The offshore dollar bond market — represented by the USD-denominated portion of the IDS universe, which stood at $14.9 trillion or 45.4% of the total as of Q2 2025 — is the primary mechanism through which sovereign, supranational, and corporate issuers outside the United States access dollar funding. For fixed income investors, this market is important for three reasons. First, USD-denominated international bonds are often eligible for inclusion in major global bond indices, creating systematic benchmark demand. Second, dollar-denominated debt issued by non-US entities creates a structural linkage between Federal Reserve policy and credit conditions globally — when the Fed tightens, refinancing costs for EM and developed-market dollar issuers rise regardless of their local rate environment. Third, the offshore dollar market is the primary venue for supranational and agency funding (World Bank, EIB, regional development banks), providing a continuous stream of highly rated, liquid paper for institutional portfolios.

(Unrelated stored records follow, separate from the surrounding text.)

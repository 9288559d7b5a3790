//! CLI error types with exit code handling
//!
//! Every library error is mapped onto a `CliError`, which knows the exit
//! code the process ends with.

use std::path::Path;

use crdoc_core::CoreError;
use crdoc_engine::{EngineError, TemplateError};
use crdoc_source::SourceError;
use miette::Diagnostic;
use thiserror::Error;

use crate::exit_codes;

/// CLI-specific error type that includes exit code information
#[derive(Error, Debug, Diagnostic)]
pub enum CliError {
    /// Template parsing or rendering failed
    #[error(transparent)]
    #[diagnostic(transparent)]
    Template(#[from] TemplateError),

    /// The Go package could not be read, parsed or modeled
    #[error("Source error: {message}")]
    #[diagnostic(code(crdoc::cli::source))]
    Source {
        message: String,
        #[help]
        help: Option<String>,
    },

    /// IO error (file not found, permissions, etc.)
    #[error("IO error: {message}")]
    #[diagnostic(code(crdoc::cli::io))]
    Io { message: String },

    /// Anything else
    #[error("{message}")]
    #[diagnostic(code(crdoc::cli::error))]
    Other { message: String },
}

impl CliError {
    /// Get the exit code for this error
    pub fn exit_code(&self) -> i32 {
        match self {
            CliError::Template(_) => exit_codes::TEMPLATE_ERROR,
            CliError::Source { .. } => exit_codes::SOURCE_ERROR,
            CliError::Io { .. } => exit_codes::IO_ERROR,
            CliError::Other { .. } => exit_codes::ERROR,
        }
    }

    /// Create a source error with help text
    pub fn source_with_help(message: impl Into<String>, help: impl Into<String>) -> Self {
        Self::Source {
            message: message.into(),
            help: Some(help.into()),
        }
    }

    /// Create an IO error naming the file involved
    pub fn io(path: &Path, err: std::io::Error) -> Self {
        Self::Io {
            message: format!("{}: {}", path.display(), err),
        }
    }
}

impl From<SourceError> for CliError {
    fn from(err: SourceError) -> Self {
        match err {
            SourceError::Io { path, source } => CliError::io(&path, source),
            SourceError::DirectoryNotFound(ref path) => CliError::Io {
                message: format!("Directory not found: {}", path.display()),
            },
            SourceError::NoGoFiles(ref dir) => CliError::source_with_help(
                err.to_string(),
                format!("Point crdoc at the directory of an API version, e.g. {}/v1", dir.display()),
            ),
            other => CliError::Source {
                message: other.to_string(),
                help: None,
            },
        }
    }
}

impl From<CoreError> for CliError {
    fn from(err: CoreError) -> Self {
        let help = match err {
            CoreError::MissingTag { .. } => {
                Some("Every exported field needs a json struct tag, e.g. `json:\"name,omitempty\"`".to_string())
            }
            CoreError::UnsupportedType { .. } => {
                Some("Declare the field type as a named type of the package".to_string())
            }
            _ => None,
        };
        CliError::Source {
            message: err.to_string(),
            help,
        }
    }
}

impl From<EngineError> for CliError {
    fn from(err: EngineError) -> Self {
        match err {
            EngineError::Template(err) => CliError::Template(err),
            other => CliError::Other {
                message: other.to_string(),
            },
        }
    }
}

impl From<serde_json::Error> for CliError {
    fn from(err: serde_json::Error) -> Self {
        CliError::Other {
            message: format!("Failed to serialize the model: {}", err),
        }
    }
}

impl From<serde_yaml::Error> for CliError {
    fn from(err: serde_yaml::Error) -> Self {
        CliError::Other {
            message: format!("Failed to serialize the model: {}", err),
        }
    }
}

/// Result type for CLI operations
pub type Result<T> = std::result::Result<T, CliError>;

The Federal Reserve's 525 basis-point tightening cycle from March 2022 to July 2023 created severe refinancing stress for emerging market sovereigns and corporates with outstanding USD-denominated international debt. As US Treasury yields rose, credit spreads widened in tandem, making new dollar issuance prohibitively expensive for sub-investment- grade EM borrowers. The BIS data reflects this: Chinese issuer nationality outstanding fell from a peak of $592.5 billion in 2021 to $408.6 billion by Q3 2024 — a $184 billion decline driven partly by redemptions outpacing new issuance as Chinese property developers and issuers reined in offshore borrowing. Total global IDS outstanding contracted from $27.8 trillion at end-2021 to $26.1 trillion by Q3 2022 as dollar appreciation simultaneously reduced the USD-equivalent value of non-dollar securities and depressed new issue volumes. By Q2 2025 the market had recovered to $32.7 trillion as rate volatility eased and high-grade issuance returned.
Portfolio managers and credit analysts use BIS IDS data in three primary ways. First, for supply monitoring — quarterly net change figures ($1,842 billion in Q2 2025) inform expectations for primary market supply pressure, which affects spread levels across investment-grade and high-yield indices. Second, for country-level exposure benchmarking — the nationality-basis breakdown allows analysts to track how much debt a country's issuers have outstanding in international markets versus domestic markets, which is a key input to sovereign and corporate credit risk models. Third, for currency composition analysis — the USD share (45.4% as of Q2 2025) and EUR share (40.5%) of global IDS outstanding are structural inputs to cross-currency basis swap pricing and hedging cost projections for non-dollar-denominated portfolios holding dollar bonds.
The BIS publishes IDS statistics on two bases. The residence basis attributes securities to the country where the issuer is legally registered, regardless of where the ultimate parent company is headquartered. The nationality basis (used on this page) consolidates all entities of a given ultimate nationality — so a Cayman Islands-registered special purpose vehicle whose ultimate parent is a Chinese corporation would appear under China on the nationality basis, but under the Cayman Islands on the residence basis. For credit risk analysis, the nationality basis is more informative because it reveals the true country concentration of offshore issuance. The residence basis, by contrast, is more relevant for understanding the legal and jurisdictional framework governing specific instruments.